Code and Data: a closer look

Judging by the steady stream of feedback I’ve gotten on it over the years, the following, which was part of my article on SIMD , has proven to be one of the most popular diagrams I’ve ever made. (It’s my vain suspicion that it had some influence on the Intel hyper-threading ads that previously adorned certain pages here at Ars.) This being the case, I want to develop our general discussion of the types of tasks computers do by first presenting this simple conceptual diagram and then elaborating on it and nuancing it until a more complete picture of the microprocessor emerges.

../../_images/processor_1.gif

The above diagram is a variation on the traditional way of representing a processor’s arithmetic logic unit (ALU), which is the part of the processor that does the actual addition, subtraction, etc. of numbers. However, instead of showing two operands entering the top ports and a result exiting the bottom (as is the custom in the literature) I’ve depicted a code stream and a data stream entering and a results stream leaving. For the purposes of our initial discussion, we can generalize by saying that the code stream is made up of different types of operations and the data stream consists of the data on which those operations operate. To illustrate this point and to put a more concrete face on the diagram above, imagine that one of those little black boxes is an addition operator (a “+” sign) and two of the white boxes contain the two integers to be added.

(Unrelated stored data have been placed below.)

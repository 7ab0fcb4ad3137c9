//! Core data types that flow through the ingestion pipeline.
//!
//! A [`SourceDocument`] is produced by the directory scan and is read-only
//! from then on. Extraction turns it into an ephemeral [`ExtractedText`],
//! chunking into [`MacroBlock`]s and then [`FineChunk`]s. The durable unit,
//! [`IndexedPoint`](crate::store::IndexedPoint), lives in the store module.

use std::path::PathBuf;

/// A file discovered by the directory scan.
///
/// Raw bytes are read once by the pipeline and never mutated; the content
/// hash over those bytes is the dedup key for the whole run.
#[derive(Debug, Clone)]
pub struct SourceDocument {
    /// Absolute path on disk.
    pub path: PathBuf,
    /// Path relative to the scan root, used as the stable source identifier.
    pub relative_path: String,
    /// File size in bytes, from scan-time metadata.
    pub size: u64,
    /// Best-effort media type guessed from the extension.
    pub media_type: &'static str,
}

/// Plain text produced by an extractor. Discarded after chunking.
#[derive(Debug, Clone)]
pub struct ExtractedText {
    pub text: String,
    /// Name of the extractor variant that produced the text.
    pub extractor: &'static str,
    /// Document title when the extractor found one (file name otherwise).
    pub title: Option<String>,
    /// Non-fatal oddities encountered during extraction.
    pub warnings: Vec<String>,
}

/// A large, structurally coherent block from Level-1 chunking.
///
/// Exists only during the Level-1 → Level-2 handoff.
#[derive(Debug, Clone)]
pub struct MacroBlock {
    /// Ordinal of this block within its document.
    pub index: usize,
    pub text: String,
    pub token_count: usize,
}

/// An embedding-sized chunk produced by Level-2 chunking and validation.
#[derive(Debug, Clone, PartialEq)]
pub struct FineChunk {
    /// 0-based, contiguous across the whole file once finalized.
    pub chunk_index: usize,
    /// Total chunks for the file; fixed when indices are finalized.
    pub total_chunks: usize,
    /// Ordinal of the parent [`MacroBlock`].
    pub semantic_block_index: usize,
    pub text: String,
    pub token_count: usize,
    /// Which chunker tier produced this chunk.
    pub chunking_method: &'static str,
    /// True when the chunk was seeded with the tail of its predecessor.
    pub has_overlap: bool,
}

/// Lifecycle of one file inside a pipeline run.
///
/// `SkippedUnchanged`, `ExtractionFailed`, `EmbeddingFailed`, and `Uploaded`
/// are terminal. `EmbeddingFailed` is only reached when every chunk of the
/// file failed; partial embedding failures still upload the surviving
/// chunks and terminate in `Uploaded`.
#[derive(Debug, Clone, Copy, PartialEq, Eq)]
pub enum FileState {
    Discovered,
    HashComputed,
    SkippedUnchanged,
    Extracting,
    Extracted,
    ExtractionFailed,
    Chunking,
    Chunked,
    Embedding,
    Embedded,
    EmbeddingFailed,
    Uploaded,
}

impl FileState {
    /// Whether the state ends the file's journey through the pipeline.
    pub fn is_terminal(self) -> bool {
        matches!(
            self,
            FileState::SkippedUnchanged
                | FileState::ExtractionFailed
                | FileState::EmbeddingFailed
                | FileState::Uploaded
        )
    }
}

../../_images/processor_2.png

The kind of simple arithmetic operation pictured above represents the sort of thing that we intuitively think computers do: like a pocket calculator, the computer takes numbers and arithmetic operators (like +, -, /, >, <, etc.) as input, performs the requested operation, and then spits out the results. These results might be in the form of pixel values that make up a rendered scene in a computer game, or they might be entries in a spreadsheet.

meet the “file clerk”

This “calculator” model of computing, while appropriate in many respects, isn’t the only or even the best way to think about what computers do. As an alternative, consider the following definition of a computer:

A computer is a device that shuffles numbers around from place to place, reading,
writing, erasing, and rewriting different numbers in different locations according to

* a set of inputs,
* a fixed set of rules for processing those inputs,
* and the prior history of all the inputs that the computer has seen since it
  was last reset,

until a predefined set of criteria are met which cause the computer to halt.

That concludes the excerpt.